The University of Northern New Jersey looked legitimate. It had an official-looking website, a crest and listed its tuition costs. However, it was a front set up by federal investigators to bust an alleged immigration fraud scheme.
A report on CNN Money said the university set out seven undergraduate and nine graduate degree programs and its tuition costs were $12,620 a year.
The university’s online presence included a convincing Facebook page and it even detailed its expansion plans.
The report said the university was created by federal agents to uncover an alleged visa fraud scam.
Last month, the feds arrested 21 people accused of working with 1,000 foreigners to obtain worker visas. The arrests followed an intensive, three-year investigation into what agents described as the exploitation-for-profit of non-immigrant student visas. Arrests were made in Virginia, New York, New Jersey and Washington D.C. by agents working for U.S. Immigration and Customs Enforcement (ICE) and Homeland Security Investigations (HSI).
The fake university demonstrates the elaborate measures investigators will sometimes take in their bid to uncover alleged visa fraud. Our attorneys help people who want to work in the United States to negotiate their way through a complicated visa minefield.
We also represent those who are accused of a wide range of immigration offenses which are investigated at a federal level and often carry high penalties for offenders.
The Department of Homeland Security states there are about 1.2 million overseas students currently in the United States on visas.
The 1,000 or so foreign students seeking to study in the United States at the fake university will not be arrested but their visas will be terminated and they are likely to have to leave the country, CNN reported.
It’s a different matter for the “brokers” who are accused of recruiting the students.
“Those charged and arrested are alleged to be “amongst the (immigration) system’s most egregious violators,” Immigrations and Customs Enforcement Director Sarah Saldana said in a statement released last month.

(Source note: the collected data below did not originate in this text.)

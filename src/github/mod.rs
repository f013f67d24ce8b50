//! Pull request diff fetching.
//!
//! The pipeline depends on the [`PullRequestFetcher`] trait so that
//! tests and alternative hosts can substitute the GitHub client.

pub mod client;

pub use client::GitHubClient;

use async_trait::async_trait;
use thiserror::Error;

use crate::models::ChangedFile;

/// Errors surfaced by a fetcher. The pipeline performs no retries;
/// each of these is terminal for the request.
#[derive(Error, Debug)]
pub enum FetchError {
    #[error("pull request or repository not found")]
    NotFound,

    #[error("authentication with the hosting API failed: {0}")]
    Auth(String),

    #[error("hosting API failure: {0}")]
    Upstream(String),
}

/// Fetches the changed files of one pull request, in the order the
/// hosting API returns them.
#[async_trait]
pub trait PullRequestFetcher: Send + Sync {
    async fn fetch_pr_files(
        &self,
        owner: &str,
        repo: &str,
        pr_number: u64,
    ) -> Result<Vec<ChangedFile>, FetchError>;
}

ABC news reported the latest arrests came about 18 months after a news investigation detailed how the Department of Homeland Security (DHS) failed to track as many as 6,000 foreign nationals who entered the United States on student visas. Losing track of overseas students has clear homeland security implications and keeping oversight of students on visas was a key recommendation of the 9/11 commission that was set up after the 2001 terror attacks.